5. The method of claim 1 further comprising at least one of
electronically storing and encoding from a source in real time each
digital media object at the best available quality.
6. The method of claim 5 further comprising at least one of
electronically storing and encoding from a source in real time each
digital media object at a quality level incurring low or no signal
losses.
7. The method of claim 1 further comprising specifying, for at
least one selected digital media object, a signal processing effect
that is applied to the digital media object during the step of
generating a combined digital media object.
8. The method of claim 1 further comprising specifying, for the
virtual space as viewed from the viewpoint, a signal processing
effect that is applied during the step of generating a combined
digital media object.
9. The method of claim 1, wherein providing the description of a
viewpoint in the virtual space comprises specifying at least one of
intrinsic and extrinsic parameters of a virtual camera located at
the viewpoint, the parameters being applied to the viewpoint during
the step of generating a combined digital media object.
10. The method of claim 1, wherein selecting digital media objects
comprises selecting at least one of image objects, video objects,
still animated computer-generated objects, and animated
computer-generated objects.
11. The method of claim 1, wherein providing a description of a
virtual space comprises defining the description of virtual space
using a hierarchical data structure.
12. The method of claim 1, wherein generating the combined digital
media object comprises converting at least one selected digital
media object from a first encoding format in which it was stored,
into a second encoding format.
13. The method of claim 1 further comprising rendering a graphical
representation of the generated combined digital media object.

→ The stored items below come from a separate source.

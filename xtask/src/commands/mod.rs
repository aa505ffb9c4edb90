// Copyright 2025 eraflo
//
// Licensed under the Apache License, Version 2.0 (the "License");
// you may not use this file except in compliance with the License.
// You may obtain a copy of the License at
//
//     http://www.apache.org/licenses/LICENSE-2.0
//
// Unless required by applicable law or agreed to in writing, software
// distributed under the License is distributed on an "AS IS" BASIS,
// WITHOUT WARRANTIES OR CONDITIONS OF ANY KIND, either express or implied.
// See the License for the specific language governing permissions and
// limitations under the License.

pub mod ci;
#[cfg(test)]
mod tests {
    use super::*;
    use crate::{radians, EPSILON};
    use approx::assert_relative_eq;
    use std::f32::consts::{FRAC_PI_2, FRAC_PI_4, PI};

    // q and -q encode the same rotation.
    fn same_rotation(q1: Quaternion, q2: Quaternion) -> bool {
        approx::relative_eq!(q1.dot(q2).abs(), 1.0, epsilon = EPSILON * 10.0)
    }

    #[test]
    fn test_identity_and_default() {
        let q = Quaternion::IDENTITY;
        assert_eq!(q, Quaternion::default());
        assert_eq!(q.w, 1.0);
        assert_eq!(q.x, 0.0);
        assert_eq!(q.y, 0.0);
        assert_eq!(q.z, 0.0);
        assert_eq!(q.length(), 1.0);
    }

    #[test]
    fn test_raw_construction_is_not_normalized() {
        let q = Quaternion::new(2.0, 0.0, 0.0, 0.0);
        assert_eq!(q.w, 2.0);
        assert_eq!(q.length(), 2.0);
    }

    #[test]
    fn test_from_identity_matrix_is_exact() {
        assert_eq!(Quaternion::from_mat4(&Mat4::IDENTITY), Quaternion::IDENTITY);
        assert_eq!(Quaternion::from(Mat4::IDENTITY), Quaternion::IDENTITY);
    }

    #[test]
    fn test_from_axis_angle() {
        let q = Quaternion::from_axis_angle(Vec3::Y, FRAC_PI_2);
        let (s, c) = (FRAC_PI_4).sin_cos();

        assert_relative_eq!(q.w, c, epsilon = EPSILON);
        assert_relative_eq!(q.x, 0.0, epsilon = EPSILON);
        assert_relative_eq!(q.y, s, epsilon = EPSILON);
        assert_relative_eq!(q.z, 0.0, epsilon = EPSILON);
        assert_relative_eq!(q.length(), 1.0, epsilon = EPSILON);
    }

    #[test]
    fn test_from_axis_angle_normalizes_result() {
        // A non-unit axis still yields a unit quaternion; the direction is what survives.
        let q = Quaternion::from_axis_angle(Vec3::new(0.0, 0.0, 3.0), FRAC_PI_2);
        assert_relative_eq!(q.length(), 1.0, epsilon = EPSILON);
        assert_eq!(q.x, 0.0);
        assert_eq!(q.y, 0.0);
        assert!(q.z > 0.0 && q.w > 0.0);
    }

    #[test]
    fn test_try_from_axis_angle() {
        let q = Quaternion::try_from_axis_angle(Vec3::new(0.0, 5.0, 0.0), FRAC_PI_2);
        assert_relative_eq!(
            q.unwrap(),
            Quaternion::from_axis_angle(Vec3::Y, FRAC_PI_2),
            epsilon = EPSILON
        );
        assert_eq!(
            Quaternion::try_from_axis_angle(Vec3::ZERO, 1.0),
            Err(MathError::ZeroAxis)
        );
    }

    #[test]
    fn test_from_mat4_simple_rotations() {
        let angle = FRAC_PI_4;
        let cases = [
            (Mat4::from_rotation_x(angle), Vec3::X),
            (Mat4::from_rotation_y(angle), Vec3::Y),
            (Mat4::from_rotation_z(angle), Vec3::Z),
        ];
        for (m, axis) in cases {
            let expected = Quaternion::from_axis_angle(axis, angle);
            assert_relative_eq!(Quaternion::from_mat4(&m), expected, epsilon = EPSILON);
        }
    }

    #[test]
    fn test_from_mat4_half_turns_take_each_branch() {
        // Half turns have trace -1, so the largest diagonal element picks the branch.
        for axis in [Vec3::X, Vec3::Y, Vec3::Z] {
            let expected = Quaternion::from_axis_angle(axis, PI);
            let q = Quaternion::from_mat4(&Mat4::from_quat(expected));
            assert!(same_rotation(q, expected), "axis {axis}: got {q}");
            assert_relative_eq!(q.length(), 1.0, epsilon = EPSILON);
        }
    }

    #[test]
    fn test_from_mat4_diagonal_tie_uses_last_branch() {
        // Half turn around (1, 0, 1)/sqrt(2): diagonal is (0, -1, 0), m00 ties m22.
        let axis = Vec3::new(1.0, 0.0, 1.0).normalized();
        let expected = Quaternion::from_axis_angle(axis, PI);
        let m = Mat4::from_quat(expected);
        assert_relative_eq!(m[(0, 0)], m[(2, 2)], epsilon = EPSILON);

        let q = Quaternion::from_mat4(&m);
        assert!(same_rotation(q, expected));
        // The m22 branch sets z = s / 4 > 0.
        assert!(q.z > 0.0);
    }

    #[test]
    fn test_matrix_round_trip() {
        let axis = Vec3::new(-1.0, 2.5, 0.7).normalized();
        let q = Quaternion::from_axis_angle(axis, 1.85);
        let back = Quaternion::from_mat4(&Mat4::from_quat(q));
        assert!(same_rotation(q, back));

        let v = Vec3::new(1.0, 1.0, 1.0);
        assert_relative_eq!(q * v, back * v, epsilon = EPSILON);
    }

    #[test]
    fn test_composition_with_identity() {
        let q = Quaternion::from_axis_angle(Vec3::Y, FRAC_PI_2);
        assert_relative_eq!(q * Quaternion::IDENTITY, q, epsilon = EPSILON);
        assert_relative_eq!(Quaternion::IDENTITY * q, q, epsilon = EPSILON);

        let mut in_place = Quaternion::IDENTITY;
        in_place *= q;
        assert_relative_eq!(in_place, q, epsilon = EPSILON);
    }

    #[test]
    fn test_composition_matches_matrix_product() {
        let a = Quaternion::from_axis_angle(Vec3::X, 0.4);
        let b = Quaternion::from_axis_angle(Vec3::new(1.0, 2.0, -1.0).normalized(), 1.1);

        let composed = Mat4::from_quat(a * b);
        let product = Mat4::from_quat(a) * Mat4::from_quat(b);
        assert!(composed.approx_eq(&product, EPSILON));
    }

    #[test]
    fn test_composition_order() {
        let rot_y = Quaternion::from_axis_angle(Vec3::Y, FRAC_PI_2);
        let rot_x = Quaternion::from_axis_angle(Vec3::X, FRAC_PI_2);

        // Z --(Y 90)--> X --(X 90)--> X
        assert_relative_eq!((rot_x * rot_y) * Vec3::Z, Vec3::X, epsilon = EPSILON);
        // Z --(X 90)--> -Y --(Y 90)--> -Y
        assert_relative_eq!((rot_y * rot_x) * Vec3::Z, -Vec3::Y, epsilon = EPSILON);
        assert!(!same_rotation(rot_x * rot_y, rot_y * rot_x));
    }

    #[test]
    fn test_composition_renormalizes() {
        let mut q = Quaternion::new(2.0, 0.0, 0.0, 0.0);
        q *= Quaternion::new(0.0, 0.0, 3.0, 0.0);
        assert_relative_eq!(q.length(), 1.0, epsilon = EPSILON);
        assert_relative_eq!(q, Quaternion::new(0.0, 0.0, 1.0, 0.0), epsilon = EPSILON);
    }

    #[test]
    fn test_conjugate_undoes_rotation() {
        let q = Quaternion::from_axis_angle(Vec3::new(1.0, 2.0, 3.0).normalized(), 0.75);
        assert_relative_eq!(q * q.conjugate(), Quaternion::IDENTITY, epsilon = EPSILON);

        let v = Vec3::new(0.3, -1.0, 2.0);
        assert_relative_eq!(q.conjugate() * (q * v), v, epsilon = EPSILON);
    }

    #[test]
    fn test_rotate_vec3() {
        let q = Quaternion::from_axis_angle(Vec3::Y, FRAC_PI_2);
        assert_relative_eq!(q * Vec3::X, Vec3::new(0.0, 0.0, -1.0), epsilon = EPSILON);

        let q = Quaternion::from_axis_angle(Vec3::X, radians(90.0));
        assert_relative_eq!(q * Vec3::Y, Vec3::Z, epsilon = EPSILON);
    }

    #[test]
    fn test_component_wise_arithmetic() {
        let a = Quaternion::new(1.0, 2.0, 3.0, 4.0);
        let b = Quaternion::new(0.5, -1.0, 1.0, 2.0);
        assert_eq!(a + b, Quaternion::new(1.5, 1.0, 4.0, 6.0));
        assert_eq!(a - b, Quaternion::new(0.5, 3.0, 2.0, 2.0));
        assert_eq!(-a, Quaternion::new(-1.0, -2.0, -3.0, -4.0));
        assert_eq!(2.0 * a, a * 2.0);

        let mut c = a;
        c += b;
        assert_eq!(c, a + b);
    }

    #[test]
    fn test_dot_includes_w() {
        let a = Quaternion::new(1.0, 2.0, 3.0, 4.0);
        assert_eq!(a.dot(a), 30.0);
        assert_eq!(Quaternion::dot(Quaternion::IDENTITY, a), 1.0);
        assert_relative_eq!(a.length(), 30.0f32.sqrt());
    }

    #[test]
    fn test_normalize_zero_quaternion_is_nan() {
        let q = Quaternion::new(0.0, 0.0, 0.0, 0.0).normalized();
        assert!(q.w.is_nan());
    }

    #[test]
    fn test_slerp_endpoints() {
        let a = Quaternion::IDENTITY;
        let b = Quaternion::from_axis_angle(Vec3::Z, FRAC_PI_2);

        assert_relative_eq!(slerp(a, b, 0.0), a, epsilon = EPSILON);
        assert_relative_eq!(slerp(a, b, 1.0), b, epsilon = EPSILON);
    }

    #[test]
    fn test_slerp_midpoint() {
        let a = Quaternion::IDENTITY;
        let b = Quaternion::from_axis_angle(Vec3::Z, FRAC_PI_2);
        let half = Quaternion::slerp(a, b, 0.5);

        assert_relative_eq!(
            half,
            Quaternion::from_axis_angle(Vec3::Z, FRAC_PI_4),
            epsilon = EPSILON
        );
        assert_relative_eq!(half.length(), 1.0, epsilon = EPSILON);
    }

    #[test]
    fn test_slerp_takes_shorter_arc() {
        let a = Quaternion::from_axis_angle(Vec3::Y, radians(-30.0));
        let b = Quaternion::from_axis_angle(Vec3::Y, radians(170.0));
        assert!(a.dot(b) < 0.0);

        let mid = slerp(a, b, 0.5);
        let expected = Quaternion::from_axis_angle(Vec3::Y, radians(-110.0));
        assert!(same_rotation(mid, expected));
        assert_relative_eq!(mid * Vec3::X, expected * Vec3::X, epsilon = EPSILON);
    }

    #[test]
    fn test_slerp_same_input_short_circuits() {
        let a = Quaternion::from_axis_angle(Vec3::new(1.0, 1.0, 0.0).normalized(), 0.8);
        for t in [0.0, 0.25, 0.5, 1.0] {
            assert_relative_eq!(slerp(a, a, t), a, epsilon = EPSILON);
        }
    }

    #[test]
    fn test_slerp_nearly_parallel_uses_linear_branch() {
        let a = Quaternion::from_axis_angle(Vec3::Y, 0.1);
        let b = Quaternion::from_axis_angle(Vec3::Y, 0.2);
        assert!(a.dot(b) > SLERP_LINEAR_THRESHOLD);

        let mid = slerp(a, b, 0.5);
        assert_relative_eq!(mid.length(), 1.0, epsilon = EPSILON);
        assert_relative_eq!(
            mid,
            Quaternion::from_axis_angle(Vec3::Y, 0.15),
            epsilon = 1e-4
        );
    }

    #[test]
    fn test_slerp_normalizes_inputs() {
        let a = Quaternion::IDENTITY * 3.0;
        let b = Quaternion::from_axis_angle(Vec3::X, FRAC_PI_2) * 0.5;
        assert_relative_eq!(slerp(a, b, 0.0), Quaternion::IDENTITY, epsilon = EPSILON);
        assert_relative_eq!(
            slerp(a, b, 1.0),
            Quaternion::from_axis_angle(Vec3::X, FRAC_PI_2),
            epsilon = EPSILON
        );
    }

    #[test]
    fn test_display() {
        assert_eq!(Quaternion::IDENTITY.to_string(), "[1, 0, 0, 0]");
    }
}
use super::*;

fn scene() -> Scene {
    build_scene(&LogoConfig::default()).unwrap()
}

#[test]
fn canonical_scene_has_eight_nodes_and_ten_edges() {
    let s = scene();
    assert_eq!(s.nodes().len(), 8);
    assert_eq!(s.edges().len(), 10);
}

#[test]
fn nodes_are_ring_first_then_fans() {
    let s = scene();
    let keys: Vec<NodeKey> = s.nodes().iter().map(|n| n.key).collect();
    assert_eq!(
        keys,
        vec![
            NodeKey::Ring(0),
            NodeKey::Ring(1),
            NodeKey::Ring(2),
            NodeKey::Ring(3),
            NodeKey::Ring(4),
            NodeKey::Ring(5),
            NodeKey::Fan(FanSide::Left),
            NodeKey::Fan(FanSide::Right),
        ]
    );
}

#[test]
fn ring_nodes_take_palette_colors_and_fans_are_neutral() {
    let cfg = LogoConfig::default();
    let s = scene();
    for i in 0..6 {
        assert_eq!(
            s.node_by_key(NodeKey::Ring(i)).unwrap().fill,
            cfg.palette.ring[i]
        );
    }
    for side in FanSide::ALL {
        assert_eq!(
            s.node_by_key(NodeKey::Fan(side)).unwrap().fill,
            cfg.palette.neutral
        );
    }
}

#[test]
fn fan_edges_connect_to_their_anchor() {
    let s = scene();
    let left = s.edge_by_key(EdgeKey::Fan(FanSide::Left)).unwrap();
    assert_eq!(left.a, Point::new(15.0, 65.0));
    assert_eq!(left.to, s.node_by_key(NodeKey::Ring(3)).unwrap().id);

    let right = s.edge_by_key(EdgeKey::Fan(FanSide::Right)).unwrap();
    assert_eq!(right.a, Point::new(195.0, 65.0));
    assert_eq!(right.to, s.node_by_key(NodeKey::Ring(0)).unwrap().id);
}

#[test]
fn edges_use_default_stroke() {
    for e in scene().edges() {
        assert_eq!(e.stroke, Color::GRAY);
        assert_eq!(e.width, 2.5);
    }
}

#[test]
fn excluded_pairs_are_not_resolvable() {
    let s = scene();
    assert!(s.edge_by_key(EdgeKey::Ring(0, 3)).is_err());
    assert!(s.edge_by_key(EdgeKey::Ring(1, 2)).is_err());
    assert!(s.edge_by_key(EdgeKey::Ring(2, 3)).is_ok());
}

#[test]
fn builder_rejects_duplicates_and_missing_endpoints() {
    let mut b = SceneBuilder::new(Canvas::default());
    b.node(NodeKey::Ring(0), Point::ZERO, 1.0, Color::BLUE)
        .unwrap();
    assert!(
        b.node(NodeKey::Ring(0), Point::ZERO, 1.0, Color::BLUE)
            .is_err()
    );
    let err = b
        .edge(
            EdgeKey::Ring(0, 1),
            NodeKey::Ring(0),
            NodeKey::Ring(1),
            Color::GRAY,
            1.0,
        )
        .unwrap_err();
    assert!(err.to_string().contains("has not been placed"));
}

#[test]
fn invalid_config_fails_before_building() {
    let mut cfg = LogoConfig::default();
    cfg.fan_distance = -3.0;
    assert!(matches!(
        build_scene(&cfg),
        Err(HexlogoError::Validation(_))
    ));
}
use super::*;
use crate::scene::model::{EdgeId, NodeId};

fn timeline() -> Timeline {
    Timeline::new(Color::GREEN, FlashTiming::default())
}

#[test]
fn flash_from_zero_yields_two_steps() {
    let mut t = timeline();
    let node = ElementRef::Node(NodeId(6));
    let last = t.flash(node, Color::GRAY, 0.0, Property::Fill).unwrap();

    assert_eq!(t.len(), 2);
    let [a, b] = t.steps() else {
        panic!("expected two steps");
    };

    assert_eq!((a.from, a.to), (Color::GRAY, Color::GREEN));
    assert_eq!(a.begin.to_string(), "+0.00s");
    assert_eq!(a.dur, 1.0);

    assert_eq!((b.from, b.to), (Color::GREEN, Color::GRAY));
    assert_eq!(b.begin.to_string(), "+1.00s");
    assert_eq!(b.dur, 1.2);

    assert_eq!(last, b.id);
    assert_eq!(a.property, Property::Fill);
}

#[test]
fn ramp_out_starts_when_ramp_in_ends() {
    let mut t = timeline();
    for (i, start) in [0.0, 0.5, 1.0, 1.5, 6.0].into_iter().enumerate() {
        t.flash(
            ElementRef::Edge(EdgeId(i as u32)),
            Color::GRAY,
            start,
            Property::Stroke,
        )
        .unwrap();
    }
    for pair in t.steps().chunks(2) {
        assert_eq!(pair[1].begin.offset(), pair[0].begin.offset() + pair[0].dur);
    }
}

#[test]
fn custom_timing_is_honoured() {
    let mut t = Timeline::new(
        Color::RED,
        FlashTiming {
            ramp_in_secs: 0.25,
            ramp_out_secs: 0.5,
        },
    );
    t.flash(ElementRef::Node(NodeId(0)), Color::BLUE, 2.0, Property::Fill)
        .unwrap();
    assert_eq!(t.steps()[1].begin, Begin::Offset(2.25));
    assert_eq!(t.duration_secs(), 2.75);
}

#[test]
fn ids_are_sequential_and_resolvable() {
    let mut t = timeline();
    let first = t
        .flash(ElementRef::Node(NodeId(0)), Color::GRAY, 0.0, Property::Fill)
        .unwrap();
    let second = t
        .flash(ElementRef::Node(NodeId(1)), Color::GRAY, 1.0, Property::Fill)
        .unwrap();
    assert_eq!(first.to_string(), "anim-1");
    assert_eq!(second.to_string(), "anim-3");
    assert_eq!(t.get(second).unwrap().target, ElementRef::Node(NodeId(1)));
    assert!(t.get(StepId(4)).is_none());
}

#[test]
fn negative_or_nan_start_is_rejected() {
    let mut t = timeline();
    let node = ElementRef::Node(NodeId(0));
    assert!(t.flash(node, Color::GRAY, -0.5, Property::Fill).is_err());
    assert!(t.flash(node, Color::GRAY, f64::NAN, Property::Fill).is_err());
    assert!(t.is_empty());
}

#[test]
fn chained_begin_lists_both_conditions() {
    let b = Begin::Chained {
        offset: 1.5,
        anchor: StepId(31),
    };
    assert_eq!(b.to_string(), "+1.50s; anim-31.end+1.50s");
    assert_eq!(b.offset(), 1.5);
    assert_eq!(b.anchor(), Some(StepId(31)));
    assert_eq!(Begin::Offset(0.0).anchor(), None);
}

#[test]
fn property_follows_target_kind() {
    assert_eq!(Property::for_target(ElementRef::Node(NodeId(0))), Property::Fill);
    assert_eq!(Property::for_target(ElementRef::Edge(EdgeId(0))), Property::Stroke);
    assert_eq!(Property::Stroke.attribute_name(), "stroke");
}

#[test]
fn dur_value_keeps_one_decimal_for_whole_seconds() {
    let mut t = timeline();
    t.flash(ElementRef::Node(NodeId(0)), Color::GRAY, 0.0, Property::Fill)
        .unwrap();
    assert_eq!(t.steps()[0].dur_value(), "1.0s");
    assert_eq!(t.steps()[1].dur_value(), "1.2s");
}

14. A device structured and operable to selectively combining
digital media objects, each digital media object being
electronically stored as a digital file or digitally encoded from a
source in real-time, said device comprising: at least one memory
element; and a processing means, the processing means structured
and operable to: load and read a description of a virtual space
from a data file stored in a storage element into the memory
element; load at least one digital media object specified in the
description from a storage element into the memory element;
generate a combined digital media object that represents the
selected digital media objects at positions that are specified in
the description, as observed from a specified viewpoint; and store
the combined digital media object in the memory element.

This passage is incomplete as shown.